First 3D part manufactured in space

Astronauts on ISS have used a 3D printer, shipped to the station on the last Dragon flight, to print the first item ever manufactured in space.

“Everything worked exactly as planned, maybe a little better than planned,” Kemmer told NBC News. He said only two calibration passes were needed in advance of the first honest-to-goodness print job, which finished up at 4:28 p.m. ET Monday and was pulled out of the box early Tuesday. “It’s not only the first part printed in space, it’s really the first object truly manufactured off planet Earth,” Kemmer said. “Where there was not an object before, we essentially ‘teleported’ an object by sending the bits and having it made on the printer. It’s a big milestone, not only for NASA and Made In Space, but for humanity as a whole.”

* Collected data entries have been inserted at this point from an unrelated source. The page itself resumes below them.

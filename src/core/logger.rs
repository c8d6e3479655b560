//! Main logger implementation

use super::{
    encoder::EncoderConfig,
    error::{LoggerError, Result},
    field::Field,
    log_core::{LogCore, Tee},
    log_entry::{Caller, LogEntry},
    log_level::LogLevel,
    log_scope::LogScope,
    writer::WriterOptions,
};
use crate::dispatch::{build_dispatch_core, DispatchRule, LevelFilter, ShutdownHandle};
use crate::encoders::{console_encoder, json_encoder};
use serde::Deserialize;
use std::backtrace::Backtrace;
use std::panic::Location;
use std::sync::{Arc, OnceLock};
use std::time::Duration;

/// Bytes per megabyte for [`LoggerConfig::max_size`]
const MEGABYTE: u64 = 1024 * 1024;

const SECONDS_PER_DAY: u64 = 24 * 3600;

/// Merges scope fields into each record and hands it to a [`LogCore`].
///
/// Emit methods take the unit-of-work's [`LogScope`] explicitly; a scope
/// without a store still logs, with only the call-site fields.
///
/// # Example
///
/// ```no_run
/// use logit::prelude::*;
///
/// let logger = Logger::from_config(&LoggerConfig {
///     filename: "./app.log".to_string(),
///     level: "debug".to_string(),
///     ..LoggerConfig::default()
/// })
/// .unwrap();
///
/// let scope = LogScope::new();
/// scope.add_meta_field("host", "127.0.0.1");
/// logger.info(&scope, "service started", vec![Field::string("service", "billing")]);
/// logger.shutdown().unwrap();
/// ```
pub struct Logger {
    core: Arc<dyn LogCore>,
    name: Option<String>,
    add_caller: bool,
    stacktrace_level: Option<LogLevel>,
    shutdown: ShutdownHandle,
}

impl Logger {
    /// Create a new builder for configuring a Logger
    ///
    /// # Example
    ///
    /// ```
    /// use logit::{Logger, LogLevel};
    ///
    /// let logger = Logger::builder()
    ///     .name("worker")
    ///     .stacktrace_level(LogLevel::Fatal)
    ///     .build();
    /// assert_eq!(logger.name(), Some("worker"));
    /// ```
    #[must_use]
    pub fn builder() -> LoggerBuilder {
        LoggerBuilder::new()
    }

    /// Build a file logger, plus a console tee when `to_stdout` is set.
    ///
    /// Every severity at or above `config.level` goes to `config.filename`.
    pub fn from_config(config: &LoggerConfig) -> Result<Self> {
        if config.filename.trim().is_empty() {
            return Err(LoggerError::config("LoggerConfig", "filename must not be empty"));
        }

        let level = config.min_level();
        let mut options = WriterOptions::new()
            .with_max_files(config.max_backups)
            .with_compression(config.compress);
        if let Some(age) = config.backup_max_age() {
            options = options.with_max_age(age);
        }
        let rules = [DispatchRule::new("", level.and_above())
            .with_encoder(json_encoder(EncoderConfig::file()))];

        let (file_core, shutdown) = build_dispatch_core(
            &config.rule_set_name(),
            &config.filename,
            &rules,
            None,
            None,
            &options,
        )?;

        let mut builder = Logger::builder().shutdown(shutdown);
        if let Some(name) = &config.name {
            builder = builder.name(name.clone());
        }

        if config.to_stdout {
            let console_rules = [DispatchRule::new("", level.and_above())
                .with_encoder(console_encoder(EncoderConfig::dispatch().with_colors(true)))];
            let (console_core, console_shutdown) =
                build_dispatch_core("never", "stdout", &console_rules, None, None, &options)?;
            let tee = Tee::new(vec![Arc::new(file_core) as Arc<dyn LogCore>, Arc::new(console_core)]);
            builder = builder.core(Arc::new(tee)).join_shutdown(console_shutdown);
        } else {
            builder = builder.core(Arc::new(file_core));
        }

        Ok(builder.build())
    }

    pub fn name(&self) -> Option<&str> {
        self.name.as_deref()
    }

    pub fn core(&self) -> &Arc<dyn LogCore> {
        &self.core
    }

    #[inline]
    pub fn enabled(&self, level: LogLevel) -> bool {
        self.core.enabled(level)
    }

    #[track_caller]
    pub fn debug(&self, scope: &LogScope, message: impl AsRef<str>, fields: Vec<Field>) {
        self.output(scope, LogLevel::Debug, message, fields);
    }

    #[track_caller]
    pub fn info(&self, scope: &LogScope, message: impl AsRef<str>, fields: Vec<Field>) {
        self.output(scope, LogLevel::Info, message, fields);
    }

    #[track_caller]
    pub fn warn(&self, scope: &LogScope, message: impl AsRef<str>, fields: Vec<Field>) {
        self.output(scope, LogLevel::Warn, message, fields);
    }

    #[track_caller]
    pub fn error(&self, scope: &LogScope, message: impl AsRef<str>, fields: Vec<Field>) {
        self.output(scope, LogLevel::Error, message, fields);
    }

    /// Written like any other severity; unwinding is left to the caller
    #[track_caller]
    pub fn panic(&self, scope: &LogScope, message: impl AsRef<str>, fields: Vec<Field>) {
        self.output(scope, LogLevel::Panic, message, fields);
    }

    /// Written like any other severity; the process is not terminated
    #[track_caller]
    pub fn fatal(&self, scope: &LogScope, message: impl AsRef<str>, fields: Vec<Field>) {
        self.output(scope, LogLevel::Fatal, message, fields);
    }

    /// Merge the scope's fields for `level` with `fields` and emit one record
    #[track_caller]
    pub fn output(&self, scope: &LogScope, level: LogLevel, message: impl AsRef<str>, fields: Vec<Field>) {
        if !self.core.enabled(level) {
            return;
        }
        let caller = Location::caller();
        let merged = scope.merge(level, fields);
        self.core.log(&self.entry(level, message.as_ref(), merged, caller));
    }

    fn entry(
        &self,
        level: LogLevel,
        message: &str,
        fields: Vec<Field>,
        caller: &'static Location<'static>,
    ) -> LogEntry {
        let mut entry = LogEntry::new(level, message).with_fields(fields);
        if let Some(name) = &self.name {
            entry = entry.with_logger_name(name.clone());
        }
        if self.add_caller {
            entry = entry.with_caller(Caller::from(caller));
        }
        if self.stacktrace_level.is_some_and(|min| level >= min) {
            entry = entry.with_stack(Backtrace::force_capture().to_string());
        }
        entry
    }

    /// Emit one record with an empty message for each severity bucket present
    /// in the scope, lowest severity first. Emptied buckets still emit.
    #[track_caller]
    pub fn flush(&self, scope: &LogScope) {
        for level in scope.present_levels() {
            self.output(scope, level, "", Vec::new());
        }
    }

    /// Flush every destination
    pub fn sync(&self) -> Result<()> {
        self.core.sync()
    }

    /// Sync, then flush and close the destinations this logger owns.
    ///
    /// Later calls are no-ops; records emitted afterwards are reported as
    /// write failures.
    pub fn shutdown(&self) -> Result<()> {
        let synced = self.sync();
        self.shutdown.shutdown()?;
        synced
    }
}

impl Drop for Logger {
    fn drop(&mut self) {
        // Destinations may be shared with other loggers; only flush here
        if let Err(e) = self.core.sync() {
            eprintln!("[LOGGER ERROR] Failed to flush during drop: {}", e);
        }
    }
}

/// Builder for constructing Logger with a fluent API
///
/// Without a core the logger discards every record.
///
/// # Example
/// ```no_run
/// use logit::prelude::*;
/// use std::sync::Arc;
///
/// let rules = vec![
///     DispatchRule::new("", [LogLevel::Debug, LogLevel::Info]),
///     DispatchRule::new("wf", [LogLevel::Warn, LogLevel::Error]),
/// ];
/// let (core, shutdown) =
///     build_default_core("daily", "/var/log/app.log", &rules, &WriterOptions::new()).unwrap();
///
/// let logger = Logger::builder()
///     .core(Arc::new(core))
///     .shutdown(shutdown)
///     .name("api")
///     .add_caller(true)
///     .stacktrace_level(LogLevel::Error)
///     .build();
/// ```
pub struct LoggerBuilder {
    core: Option<Arc<dyn LogCore>>,
    shutdown: ShutdownHandle,
    name: Option<String>,
    add_caller: bool,
    stacktrace_level: Option<LogLevel>,
}

impl LoggerBuilder {
    #[must_use]
    pub fn new() -> Self {
        Self {
            core: None,
            shutdown: ShutdownHandle::noop(),
            name: None,
            add_caller: true,
            stacktrace_level: Some(LogLevel::Error),
        }
    }

    #[must_use]
    pub fn core(mut self, core: Arc<dyn LogCore>) -> Self {
        self.core = Some(core);
        self
    }

    /// Handle released by [`Logger::shutdown`]
    #[must_use]
    pub fn shutdown(mut self, handle: ShutdownHandle) -> Self {
        self.shutdown = handle;
        self
    }

    #[must_use]
    pub fn join_shutdown(mut self, handle: ShutdownHandle) -> Self {
        self.shutdown = self.shutdown.join(handle);
        self
    }

    #[must_use]
    pub fn name(mut self, name: impl Into<String>) -> Self {
        self.name = Some(name.into());
        self
    }

    /// Record the emitting call site (default: on)
    #[must_use]
    pub fn add_caller(mut self, enabled: bool) -> Self {
        self.add_caller = enabled;
        self
    }

    /// Capture a stack trace at `level` and above (default: Error)
    #[must_use]
    pub fn stacktrace_level(mut self, level: LogLevel) -> Self {
        self.stacktrace_level = Some(level);
        self
    }

    #[must_use]
    pub fn without_stacktrace(mut self) -> Self {
        self.stacktrace_level = None;
        self
    }

    pub fn build(self) -> Logger {
        Logger {
            core: self.core.unwrap_or_else(|| Arc::new(Tee::default())),
            name: self.name,
            add_caller: self.add_caller,
            stacktrace_level: self.stacktrace_level,
            shutdown: self.shutdown,
        }
    }
}

impl Default for LoggerBuilder {
    fn default() -> Self {
        Self::new()
    }
}

/// File logger settings, typically read from a config file
///
/// ```
/// use logit::LoggerConfig;
///
/// let config: LoggerConfig = serde_json::from_str(
///     r#"{"filename": "./app.log", "level": "debug", "max_backups": 10, "compress": true}"#,
/// )
/// .unwrap();
/// assert_eq!(config.rule_set_name(), "size:104857600");
/// ```
#[derive(Debug, Clone, Deserialize)]
#[serde(default)]
pub struct LoggerConfig {
    pub filename: String,
    /// `debug`, `info`, `warn`, `error`, `panic` or `fatal`; anything else is `info`
    pub level: String,
    /// Rotation rule (`1hour`, `daily`, `size:<bytes>`, ...); size-based when unset
    pub rotation: Option<String>,
    /// Megabytes before a size-based rotation
    pub max_size: u64,
    pub max_backups: usize,
    /// Days to keep rotated files; 0 keeps them until `max_backups` pushes them out
    pub max_age: u64,
    pub compress: bool,
    pub to_stdout: bool,
    pub name: Option<String>,
}

impl Default for LoggerConfig {
    fn default() -> Self {
        Self {
            filename: "app.log".to_string(),
            level: "info".to_string(),
            rotation: None,
            max_size: 100,
            max_backups: crate::core::writer::DEFAULT_MAX_FILES,
            max_age: 0,
            compress: false,
            to_stdout: false,
            name: None,
        }
    }
}

impl LoggerConfig {
    pub fn min_level(&self) -> LogLevel {
        self.level.parse().unwrap_or(LogLevel::Info)
    }

    /// Severities the file destination accepts
    pub fn level_filter(&self) -> LevelFilter {
        LevelFilter::at_least(self.min_level())
    }

    /// `max_age` as a duration, `None` when unset
    pub fn backup_max_age(&self) -> Option<Duration> {
        (self.max_age > 0).then(|| Duration::from_secs(self.max_age * SECONDS_PER_DAY))
    }

    pub fn rule_set_name(&self) -> String {
        match &self.rotation {
            Some(rule) => rule.clone(),
            None => format!("size:{}", self.max_size.max(1) * MEGABYTE),
        }
    }
}

static GLOBAL: OnceLock<Logger> = OnceLock::new();

/// Install the process-wide logger. Succeeds once.
pub fn init_global(logger: Logger) -> Result<()> {
    GLOBAL.set(logger).map_err(|_| LoggerError::AlreadyInitialized)
}

/// The process-wide logger, if [`init_global`] has run
pub fn global() -> Option<&'static Logger> {
    GLOBAL.get()
}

The part made was a faceplate for the printer itself. This printer is a demonstration project, launched to test the engineering and to see how 3D printing operates in weightlessness. Eventually the goal is to have most of the spare parts on a interplanetary vehicle manufactured in space in this manner, using a supply of standard material, called feedstock, that would be much cheaper to ship from Earth.

Italy’s legislature rejects additional funding for space

The Italian legislature has refused to add an additional $250 million to the budget of its space program, money requested to help pay the country’s share in the development of Arianespace’s next generation commercial rocket, Ariane 6.

The money was also needed for several other ESA space projects. Not having it puts a question mark on Italy’s future in space. The article also illustrates how the committee nature of Europe’s cooperative space effort makes it almost impossible for it to compete in the commercial market.